In July, 1946 I arrived in Papua New Guinea and was posted to the District Office in Port Moresby. I had been there a couple of weeks when I was told that in company with Johnny Walker, a senior Patrol Officer, I was to accompany the Administrator on an overnight visit to Rossell Island. A RAAF Catalina was to be our means of transport. The party consisted of the Administrator, Colonel Murray, the Director of Health, Dr May, a Mr Osborne, who owned a plantation on Rossell, Stan Pearsall (I think), the Administrator’s aide de camp, a local man who was the Administrator’s personal servant, the RAAF crew, Johnny Walker and myself. After a short visit to Samarai we arrived at Rossell Island late afternoon. A canoe took us to a small hamlet on the shore of the lagoon where we had landed. The crew stopped on the aircraft to spend the night and our party overnighted in a small hut vacated by an old lady! There were only about four or five very old people in the hamlet so I was somewhat surprised when the Administrator called me over and told me to do a “census”.

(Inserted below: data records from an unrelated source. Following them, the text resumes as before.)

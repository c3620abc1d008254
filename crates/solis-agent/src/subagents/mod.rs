//! Specialist subagents — bounded-scope handlers behind one trait.
//!
//! Subagents never talk to the user directly: they return a structured
//! outcome and the orchestrator serializes it through the humanized sender.

pub mod bill;
pub mod calendar;
pub mod crm;
pub mod followup;
pub mod knowledge;
pub mod qualification;

use async_trait::async_trait;
use chrono::{DateTime, Utc};

use solis_core::types::QualificationStage;
use solis_media::Artifact;
use solis_store::types::{Conversation, Lead, Slots};

use crate::error::Result;

/// Read-only view of the turn a subagent operates on.
pub struct TurnContext<'a> {
    pub lead: &'a Lead,
    pub conversation: &'a Conversation,
    pub slots: &'a Slots,
    pub text: &'a str,
    pub artifact: Option<&'a Artifact>,
    pub now: DateTime<Utc>,
}

/// What a subagent hands back to the orchestrator.
#[derive(Debug, Default)]
pub struct SubagentOutcome {
    /// User-facing reply text (the orchestrator sends it, not the subagent).
    pub reply: String,
    /// Slot values the subagent extracted or confirmed.
    pub slot_updates: Slots,
    /// Stage the subagent believes the lead reached.
    pub stage_hint: Option<QualificationStage>,
    /// Analytics events to record, as (kind, payload) pairs.
    pub analytics: Vec<(String, serde_json::Value)>,
}

#[async_trait]
pub trait Subagent: Send + Sync {
    /// Name used in logs and analytics payloads.
    fn name(&self) -> &str;

    async fn handle(&self, ctx: &TurnContext<'_>) -> Result<SubagentOutcome>;
}
use thiserror::Error;

#[derive(Debug, Error)]
pub enum StoreError {
    #[error("database error: {0}")]
    Sqlite(#[from] rusqlite::Error),

    #[error("lead not found: {0}")]
    LeadNotFound(String),

    #[error("conversation not found for lead {0}")]
    ConversationNotFound(String),

    #[error("follow-up not found: {0}")]
    FollowUpNotFound(String),

    #[error("calendar event not found: {0}")]
    EventNotFound(String),

    #[error("invalid stored value in {column}: {value}")]
    Corrupt { column: String, value: String },

    #[error("serialization error: {0}")]
    Serialization(#[from] serde_json::Error),
}

pub type Result<T> = std::result::Result<T, StoreError>;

As soon as I could get Johnny Walker in a place where we could not be overheard, I told him that the Administrator had told me to do a census. He said “ignore it, the silly old B doesn’t know what he is talking about.” I agreed as there was such a small population and I didn’t have an interpreter and my knowledge of Police Motu consisted of about six words, two of which were “yes” and “no”. I spent a few difficult hours making sure that I was never close to the Administrator and avoided eye contact. During this period of “musical chairs”, Dr May engaged me in conversation and wanted to know what I thought about the prospect of working as a Patrol Officer. I told him that I thought it would be very interesting and I was looking forward to the prospect, however, as I had just spent three and a half years separated by the war for long periods of time from my fiancée, I had no intention of repeating the experience as a married man of only three months, and that unless there was a prospect of getting married accommodation in the near future I would have to resign and return to Australia! The next morning when we re-boarded the aircraft I was surprised by the grim faced and rather surly welcome we were given by the crew of the aircraft. I put it down to them having had a hot, uncomfortable night on the plane and didn’t think anything more about it.

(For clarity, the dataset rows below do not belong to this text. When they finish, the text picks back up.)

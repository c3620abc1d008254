use rusqlite::{Connection, Result};

/// Initialise knowledge tables. Safe to call on every startup (idempotent).
pub fn init_db(conn: &Connection) -> Result<()> {
    create_chunks_table(conn)?;
    create_fts_index(conn)?;
    Ok(())
}

fn create_chunks_table(conn: &Connection) -> Result<()> {
    conn.execute_batch(
        "CREATE TABLE IF NOT EXISTS knowledge_chunks (
            id         INTEGER PRIMARY KEY AUTOINCREMENT,
            chunk_id   TEXT NOT NULL,
            topic_key  TEXT NOT NULL,
            question   TEXT NOT NULL,
            synonyms   TEXT NOT NULL DEFAULT '[]',
            answer     TEXT NOT NULL,
            category   TEXT,
            tags       TEXT NOT NULL DEFAULT '[]',
            embedding  BLOB,
            text_hash  TEXT NOT NULL,
            created_at TEXT NOT NULL,
            updated_at TEXT NOT NULL
        );
        CREATE UNIQUE INDEX IF NOT EXISTS idx_chunk_topic
            ON knowledge_chunks(topic_key);",
    )
}

/// FTS5 virtual table over question/synonyms/answer.
/// content-linked to knowledge_chunks — synced manually on write.
fn create_fts_index(conn: &Connection) -> Result<()> {
    conn.execute_batch(
        "CREATE VIRTUAL TABLE IF NOT EXISTS knowledge_fts
            USING fts5(question, synonyms, answer,
                       content='knowledge_chunks', content_rowid='id');",
    )
}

On the return flight we were flying about 2500 feet, chugging along at approximately 120 knots. I was standing in the blister, one hand on the roof to steady myself, looking down at the coastline of Misima Island, which is really the peaks of a flooded mountain range rising to 3000 feet ASL. The Administrator was sitting on a small swing out seat attached to the side of the blister and Mr Osborne was standing next to him pointing out the landmarks etc. on a map. Without warning the aircraft slipped on to its side, the blister flew open, maps and papers flew out, and I was in a horizontal position looking face down at the sea. We fell quite a few hundred feet before the pilot could get his hands and feet into position to control the aircraft. Never in my life before or since have I wanted so desperately to sit down but the aircraft was falling at the same speed as I was and I couldn’t catch-up with it until the pilot regained control and brought us back on to even keel. I immediately looked at the Administrator’s face and was shocked at how white he had gone, and the look of shock in his eyes despite – 15 – the smile of relief that was then on his face. Twenty odd years later I knew what they were talking about when they were blaming C.A.T. (clear air turbulence) being the cause of some jet crashes on landing approaches. In this instance it was presumably caused by a strong S.E. wind hitting the mountain range which we were flying parallel to at the time.

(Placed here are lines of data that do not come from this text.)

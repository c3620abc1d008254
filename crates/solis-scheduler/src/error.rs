use thiserror::Error;

#[derive(Debug, Error)]
pub enum SchedulerError {
    #[error("store error: {0}")]
    Store(#[from] solis_store::StoreError),

    #[error("gateway error: {0}")]
    Gateway(#[from] solis_whatsapp::GatewayError),

    #[error("calendar error: {0}")]
    Calendar(#[from] solis_calendar::CalendarError),
}

pub type Result<T> = std::result::Result<T, SchedulerError>;
//! Circuit breaker for the CRM adapter.
//!
//! Opens after N consecutive failures and stays open for the cool-off period;
//! the first call after cool-off probes the service (half-open). CRM calls are
//! best-effort, so an open circuit surfaces as a fast typed error the caller
//! logs and drops.

use std::sync::Mutex;
use std::time::{Duration, Instant};

#[derive(Debug, Clone, Copy, PartialEq, Eq)]
enum State {
    Closed,
    Open { until: InstantWrapper },
    HalfOpen,
}

// Instant is not Eq; wrap for the derive.
#[derive(Debug, Clone, Copy)]
struct InstantWrapper(Instant);

impl PartialEq for InstantWrapper {
    fn eq(&self, other: &Self) -> bool {
        self.0 == other.0
    }
}
impl Eq for InstantWrapper {}

pub struct CircuitBreaker {
    state: Mutex<Inner>,
    threshold: u32,
    cooldown: Duration,
}

struct Inner {
    state: State,
    consecutive_failures: u32,
}

impl CircuitBreaker {
    pub fn new(threshold: u32, cooldown: Duration) -> Self {
        Self {
            state: Mutex::new(Inner {
                state: State::Closed,
                consecutive_failures: 0,
            }),
            threshold: threshold.max(1),
            cooldown,
        }
    }

    /// May a call proceed right now?
    pub fn allow(&self) -> bool {
        let mut inner = self.state.lock().unwrap();
        match inner.state {
            State::Closed | State::HalfOpen => true,
            State::Open { until } => {
                if Instant::now() >= until.0 {
                    inner.state = State::HalfOpen;
                    true
                } else {
                    false
                }
            }
        }
    }

    pub fn record_success(&self) {
        let mut inner = self.state.lock().unwrap();
        inner.consecutive_failures = 0;
        inner.state = State::Closed;
    }

    pub fn record_failure(&self) {
        let mut inner = self.state.lock().unwrap();
        inner.consecutive_failures += 1;
        if matches!(inner.state, State::HalfOpen) || inner.consecutive_failures >= self.threshold {
            inner.state = State::Open {
                until: InstantWrapper(Instant::now() + self.cooldown),
            };
        }
    }

    pub fn is_open(&self) -> bool {
        !self.allow()
    }
}

#[cfg(test)]
mod tests {
    use super::*;

    #[test]
    fn opens_after_threshold_failures() {
        let b = CircuitBreaker::new(3, Duration::from_secs(60));
        assert!(b.allow());
        b.record_failure();
        b.record_failure();
        assert!(b.allow());
        b.record_failure();
        assert!(!b.allow());
    }

    #[test]
    fn success_resets_the_count() {
        let b = CircuitBreaker::new(2, Duration::from_secs(60));
        b.record_failure();
        b.record_success();
        b.record_failure();
        assert!(b.allow(), "count should have reset on success");
    }

    #[test]
    fn reopens_from_half_open_on_failure() {
        let b = CircuitBreaker::new(1, Duration::from_millis(0));
        b.record_failure();
        // Zero cooldown: immediately half-open.
        assert!(b.allow());
        b.record_failure();
        {
            let inner = b.state.lock().unwrap();
            assert!(matches!(inner.state, State::Open { .. }));
        }
    }

    #[test]
    fn closes_from_half_open_on_success() {
        let b = CircuitBreaker::new(1, Duration::from_millis(0));
        b.record_failure();
        assert!(b.allow());
        b.record_success();
        assert!(b.allow());
    }
}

A few days after our return to Port Moresby I was delighted to learn that I had been posted to Misima Island, the then headquarters of the South East District, one of the very few places where married accommodation was available, so I could immediately start proceedings to have my wife join me. I also learned the reason for the aircrews’ surly reception to us on reboarding the aircraft. Apparently, they had been awakened during the night by a terrible odour and after much searching by torchlight they had found the cause in the tail section where somebody had relieved himself in a manner for which a Service aircraft was not outfitted to handle. So, what did I learn?
(1) The people at the top don’t necessarily know what is involved in the minor routine duties performed by the minions at the bottom.
(2) If you want something of benefit to yourself it is a great help to have direct contact with the only person with the power to make this happen.
(3) Always be prepared to expect the unexpected.
(4) Never stand up if you can sit down.
(5) There was always the chance of a humorous situation occurring in Papua New Guinea, that is, of course, if you can see the humour in the situation of someone looking for a source of a smell by torchlight and having found it, to have the task of removing it (without water and with possibly makeshift materials) from the rivets and cracks of an aircraft’s fuselage?
If you are a “who dunnit” fan and must know the culprit, it wasn’t the butler but the valet.